Writers in Residence - Winter Quarter 2000

Rosellen BrownRosellen Brown

Rosellen Brown taught "The Art of Fiction, Hearing Voices: Point of View in Fiction"

Rosellen Brown is a writer of fiction, essays and poetry. Her published works include four novels, The Autobiography of My Mother (1976), Tender Mercies (1978), Civil Wars (1984) and Before and After (1992). The latter was made into a film starring Meryl Streep and Liam Neeson. She has also published a collection of short stories, Street Games: A Neighborhood (1974), as well as three volumes of poetry, Some Deaths on the Delta (1970), Cora Fry (1977), and Cora Fry's Pillow Book (1994). A Rosellen Brown Reader was published in 1992. A new novel, Half a Heart, was published in 2000.
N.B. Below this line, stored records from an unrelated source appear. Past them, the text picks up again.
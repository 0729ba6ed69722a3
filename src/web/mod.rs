//! Presentation layer: the browse page and the card fragments its script
//! requests while scrolling.

use axum::{
    extract::{Query, State},
    http::StatusCode,
    response::{Html, IntoResponse, Response},
    routing::get,
    Router,
};
use tracing::error;

use crate::api::handlers::{parse_page, PodcastsQuery};
use crate::api::AppState;

pub mod assets;
pub mod render;

const PAGE_TITLE: &str = "Podcast Summarizer";

pub fn routes() -> Router<AppState> {
    Router::new()
        .route("/", get(index))
        .route("/partials/podcasts", get(podcast_cards))
}

async fn index() -> Html<String> {
    Html(render::render_page(PAGE_TITLE))
}

async fn podcast_cards(
    State(state): State<AppState>,
    Query(params): Query<PodcastsQuery>,
) -> Response {
    let Ok(page_no) = parse_page(params.page.as_deref()) else {
        return (
            StatusCode::BAD_REQUEST,
            Html(render::render_error("Invalid page number")),
        )
            .into_response();
    };

    match state
        .episodes
        .search(params.query.as_deref(), state.page_size, page_no)
        .await
    {
        Ok(page) => {
            let has_more = page.has_more(page_no, state.page_size);
            Html(render::render_card_page(&page, page_no, has_more)).into_response()
        }
        Err(err) => {
            error!(error = %format!("{err:#}"), "failed to fetch podcasts");
            (
                StatusCode::INTERNAL_SERVER_ERROR,
                Html(render::render_error("Failed to fetch podcasts")),
            )
                .into_response()
        }
    }
}
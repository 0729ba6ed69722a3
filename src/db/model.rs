//! View models returned by the summary repository.

use crate::model::Summary;

/// Result of an insert-if-absent write.
#[derive(Debug, Clone, PartialEq, Eq)]
pub enum StoredSummary {
    /// This call wrote the row.
    Inserted(Summary),
    /// A row for the episode already existed; it was left untouched.
    Existing(Summary),
}
//! HTML rendering for the browse page and episode card fragments.

use chrono::DateTime;
use once_cell::sync::Lazy;
use regex::Regex;

use super::assets::{SCRIPT, STYLE};
use crate::model::{Episode, SearchPage};

static TAG_RE: Lazy<Regex> = Lazy::new(|| Regex::new(r"<[^>]*>?").expect("valid tag regex"));

const SKELETON_CARDS: usize = 6;

pub fn html_escape(s: &str) -> String {
    s.replace('&', "&amp;")
        .replace('<', "&lt;")
        .replace('>', "&gt;")
}

pub fn html_attr(s: &str) -> String {
    html_escape(s).replace('"', "&quot;")
}

/// Drop markup such as search-highlight spans, keeping the text.
pub fn strip_tags(s: &str) -> String {
    TAG_RE.replace_all(s, "").into_owned()
}

/// Whole minutes, rounded down.
pub fn format_duration(seconds: u64) -> String {
    format!("{} min", seconds / 60)
}

/// `Mar 5, 2024` in UTC; empty when the timestamp is out of range.
pub fn format_date(epoch_ms: i64) -> String {
    DateTime::from_timestamp_millis(epoch_ms)
        .map(|dt| dt.format("%b %-d, %Y").to_string())
        .unwrap_or_default()
}

pub fn render_card(ep: &Episode) -> String {
    let image = if ep.thumbnail.is_empty() {
        &ep.image
    } else {
        &ep.thumbnail
    };
    let media = if image.is_empty() {
        String::from("<div class=\"card-media\"></div>")
    } else {
        format!(
            "<div class=\"card-media\"><img src=\"{}\" alt=\"{}\" loading=\"lazy\"></div>",
            html_attr(image),
            html_attr(&ep.title_original)
        )
    };

    format!(
        r#"<article class="card" data-episode-id="{id}">
  {media}
  <div class="card-body">
    <div class="card-meta"><span>{date}</span><span>{duration}</span></div>
    <h3 class="card-title">{title}</h3>
    <p class="card-publisher">{publisher}</p>
    <p class="card-description">{description}</p>
  </div>
  <div class="card-footer">
    <button type="button" class="btn" data-summarize data-id="{id}" data-title="{title_attr}" data-publisher="{publisher_attr}">Summarize</button>
  </div>
</article>
"#,
        id = html_attr(&ep.id),
        media = media,
        date = html_escape(&format_date(ep.pub_date_ms)),
        duration = format_duration(ep.audio_length_sec),
        title = html_escape(&ep.title),
        publisher = html_escape(&ep.podcast.publisher),
        description = html_escape(&strip_tags(&ep.description_highlighted)),
        title_attr = html_attr(&ep.title),
        publisher_attr = html_attr(&ep.podcast.publisher),
    )
}

/// One page of cards. The root's `data-has-more` drives infinite scroll.
pub fn render_card_page(page: &SearchPage, page_no: u32, has_more: bool) -> String {
    let mut body = String::new();
    if page.results.is_empty() && page_no <= 1 {
        body.push_str(
            "<p class=\"empty\">No podcasts found. Try a different search term.</p>\n",
        );
    }
    for ep in &page.results {
        body.push_str(&render_card(ep));
    }
    format!(
        "<div class=\"card-page\" data-page=\"{}\" data-has-more=\"{}\">\n{}</div>\n",
        page_no, has_more, body
    )
}

pub fn render_error(message: &str) -> String {
    format!(
        "<div class=\"card-page\" data-has-more=\"false\"><p class=\"alert\">{}</p></div>\n",
        html_escape(message)
    )
}

fn render_card_skeletons(n: usize) -> String {
    let one = r#"<div class="card skeleton-card">
  <div class="skeleton h-48"></div>
  <div class="skeleton h-6 w-3-4"></div>
  <div class="skeleton h-4 w-1-2"></div>
  <div class="skeleton h-4"></div>
  <div class="skeleton h-4"></div>
  <div class="skeleton h-4 w-3-4"></div>
  <div class="skeleton h-10"></div>
</div>
"#;
    one.repeat(n)
}

fn render_summary_skeleton() -> String {
    let mut lines = String::from("<div class=\"skeleton h-8 w-3-4\"></div>\n");
    for _ in 0..4 {
        lines.push_str("<div class=\"skeleton h-4\"></div>\n");
    }
    lines.push_str("<div class=\"skeleton h-4 w-3-4\"></div>\n");
    lines
}

pub fn render_page(title: &str) -> String {
    format!(
        r#"<!doctype html>
<html lang="en">
  <head>
    <meta charset="utf-8">
    <meta name="viewport" content="width=device-width, initial-scale=1">
    <title>{title}</title>
    <style>{style}</style>
  </head>
  <body>
    <div id="toasts" class="toasts" aria-live="polite"></div>
    <main class="container">
      <h1>{title}</h1>
      <p class="subtitle">Discover podcasts and get AI-generated summaries</p>

      <form id="search" class="search" role="search">
        <input id="search-input" type="search" name="query" placeholder="Search episodes">
        <button type="submit" class="btn">Search</button>
      </form>

      <section id="summary" class="summary" hidden></section>

      <h2>Podcasts</h2>
      <div id="grid" class="grid">
{skeletons}      </div>
      <div id="sentinel" class="sentinel"><div class="spinner" hidden></div></div>
      <p id="end" class="end" hidden>You've seen all podcasts</p>
    </main>

    <template id="card-skeletons">{skeletons}</template>
    <template id="summary-skeleton">{summary_skeleton}</template>
    <script>{script}</script>
  </body>
</html>
"#,
        title = html_escape(title),
        style = STYLE,
        skeletons = render_card_skeletons(SKELETON_CARDS),
        summary_skeleton = render_summary_skeleton(),
        script = SCRIPT,
    )
}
Ms. Brown has been the recipient of numerous awards, including an Award in Literature from the American Academy and Institute of Arts and Letters; two grants from the National Endowment for the Arts; and fellowships from the Radcliffe Institute, the MacDowell Colony, the Guggenheim Foundation, the Ingram Merrill Foundation, the Bunting Institute, and the Howard Foundation. Civil Wars won the Janet Heidinger Kafka Award for best novel by an American woman in 1984, and Ms. Magazine honored Ms. Brown as one of its twelve women of the year in 1984.

Rosellen Brown taught for many years in the creative writing program at the University of Houston before coming to her present position as a faculty member in the Graduate Creative Writing Program at the School of the Art Institute of Chicago.